Against the backdrop of the massive Wahlenbergbreen glacier, an acclaimed Italian composer played a historic solo on a baby grand piano to draw attention to the beauty of the Arctic region and the need to protect it.

Ludovico Einaudi played his original composition, "Elegy for the Arctic," last week on a floating platform, near Svalbard, Norway.

During the roughly three-minute performance, Einaudi is seen playing a black piano as he passes the glacier. At several points throughout the video, Einaudi is seen performing as parts of the glacier break off and crumble into the water.

Piano performance


Einaudi told CTV News Channel that the logistics and planning that went into the project were complex. In order to get to the glacier, he had to travel for six hour by boat. The video itself is comprised of three different parts: one shot with a cameraperson on the platform, a second shot with the cameraperson on the boat, and a third shot from above with a drone.

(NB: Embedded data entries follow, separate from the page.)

// SQLite storage implementation. One connection per call, WAL journaling,
// writes serialized by the engine with a bounded busy-retry ladder on top.
use crate::storage::{
    AlreadyExists, ContentBlock, FederatedSessionRecord, FederatedTarget, GatewayAuthRecord,
    GatewayRecord, MessageRecord, MessageRole, SessionRecord, StorageBackend,
    MESSAGE_LIMIT_MAX,
};
use anyhow::{anyhow, Result};
use chrono::Utc;
use parking_lot::Mutex;
use rusqlite::{params, Connection, ErrorCode, OptionalExtension, TransactionBehavior};
use std::path::PathBuf;
use std::sync::atomic::{AtomicBool, Ordering};
use std::time::Duration;
use uuid::Uuid;

const BUSY_TIMEOUT_MS: u64 = 250;
const BUSY_RETRY_LIMIT: u32 = 5;

pub struct SqliteStorage {
    db_path: PathBuf,
    initialized: AtomicBool,
    init_guard: Mutex<()>,
}

impl SqliteStorage {
    pub fn new(db_path: String) -> Self {
        let path = if db_path.trim().is_empty() {
            PathBuf::from("./data/chathub.db")
        } else {
            PathBuf::from(db_path)
        };
        Self {
            db_path: path,
            initialized: AtomicBool::new(false),
            init_guard: Mutex::new(()),
        }
    }

    fn ensure_db_dir(&self) -> Result<()> {
        if let Some(parent) = self.db_path.parent() {
            std::fs::create_dir_all(parent)?;
        }
        Ok(())
    }

    fn open(&self) -> Result<Connection> {
        self.ensure_db_dir()?;
        let conn = Connection::open(&self.db_path)?;
        conn.busy_timeout(Duration::from_millis(BUSY_TIMEOUT_MS))?;
        conn.pragma_update(None, "journal_mode", "WAL").ok();
        conn.pragma_update(None, "synchronous", "NORMAL").ok();
        Ok(conn)
    }

    fn now_ts() -> f64 {
        Utc::now().timestamp_millis() as f64 / 1000.0
    }

    fn blocks_to_json(blocks: &[ContentBlock]) -> String {
        serde_json::to_string(blocks).unwrap_or_else(|_| "[]".to_string())
    }

    fn blocks_from_json(text: &str) -> Vec<ContentBlock> {
        match serde_json::from_str::<Vec<ContentBlock>>(text) {
            Ok(blocks) => blocks,
            Err(_) => vec![ContentBlock::text(text)],
        }
    }

    fn targets_to_json(targets: &[FederatedTarget]) -> String {
        serde_json::to_string(targets).unwrap_or_else(|_| "[]".to_string())
    }

    fn targets_from_json(text: &str) -> Vec<FederatedTarget> {
        serde_json::from_str::<Vec<FederatedTarget>>(text).unwrap_or_default()
    }

    fn session_id(
        conn: &Connection,
        gateway_id: &str,
        session_key: &str,
    ) -> Result<Option<i64>> {
        let id = conn
            .query_row(
                "SELECT id FROM sessions WHERE gateway_id = ? AND session_key = ?",
                params![gateway_id, session_key],
                |row| row.get(0),
            )
            .optional()?;
        Ok(id)
    }
}

fn is_busy(err: &rusqlite::Error) -> bool {
    matches!(
        err,
        rusqlite::Error::SqliteFailure(inner, _)
            if matches!(inner.code, ErrorCode::DatabaseBusy | ErrorCode::DatabaseLocked)
    )
}

fn is_duplicate(err: &rusqlite::Error) -> bool {
    matches!(
        err,
        rusqlite::Error::SqliteFailure(inner, _)
            if matches!(inner.code, ErrorCode::ConstraintViolation)
    )
}

/// Retries a write closure on transient busy/locked errors with a short
/// growing delay; persistent failures surface to the caller.
fn retry_busy<T>(mut op: impl FnMut() -> rusqlite::Result<T>) -> rusqlite::Result<T> {
    let mut attempt = 0u32;
    loop {
        match op() {
            Err(err) if is_busy(&err) && attempt < BUSY_RETRY_LIMIT => {
                attempt += 1;
                let jitter = (Uuid::new_v4().as_u128() % 8) as u64;
                std::thread::sleep(Duration::from_millis(10 * attempt as u64 + jitter));
            }
            other => return other,
        }
    }
}

fn map_gateway_row(row: &rusqlite::Row<'_>) -> rusqlite::Result<GatewayRecord> {
    Ok(GatewayRecord {
        id: row.get(0)?,
        name: row.get(1)?,
        url: row.get(2)?,
        created_at: row.get(3)?,
    })
}

fn map_session_row(row: &rusqlite::Row<'_>) -> rusqlite::Result<SessionRecord> {
    Ok(SessionRecord {
        id: row.get(0)?,
        gateway_id: row.get(1)?,
        session_key: row.get(2)?,
        title: row.get(3)?,
        agent_id: row.get(4)?,
        model: row.get(5)?,
        created_at: row.get(6)?,
        last_activity: row.get(7)?,
    })
}

const SESSION_COLUMNS: &str =
    "id, gateway_id, session_key, title, agent_id, model, created_at, last_activity";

Further complicating the shoot was the fact that about every 20 minutes a piece of the glacier would crumble into the water, creating large waves, Einaudi said.

"This was the only worrying moment, because if it was a huge piece of ice, the waves would be too big and my platform would collapse," he said.

But Einaudi says he's pleased with the end result.

"Of course the planet and our environment is the place where we all live, and I care about where I live," he said. "I'm really happy that we did this adventure together. It was incredible.”

The performance was orchestrated by Greenpeace and Einaudi ahead of an OSPAR Commission meeting this week in Tenerife, Spain. The OSPAR is an organization made up of delegates from 15 different European governments, whose aim it is to protect the marine environment of the North-East Atlantic.

In a blog post, Greenpeace called on delegates at the meeting to approve a proposal to safeguard 10 per cent of the Arctic Ocean.

"As the ice cover decreases with rising temperatures, this unique area is losing its frozen shield, leaving it exposed to reckless exploitation, destructive fishing trawlers and risky oil drilling," Greenpeace said.

"We must show (the delegates) that what they have is unique, that the Arctic is worth protecting and not to be risked for short term profit."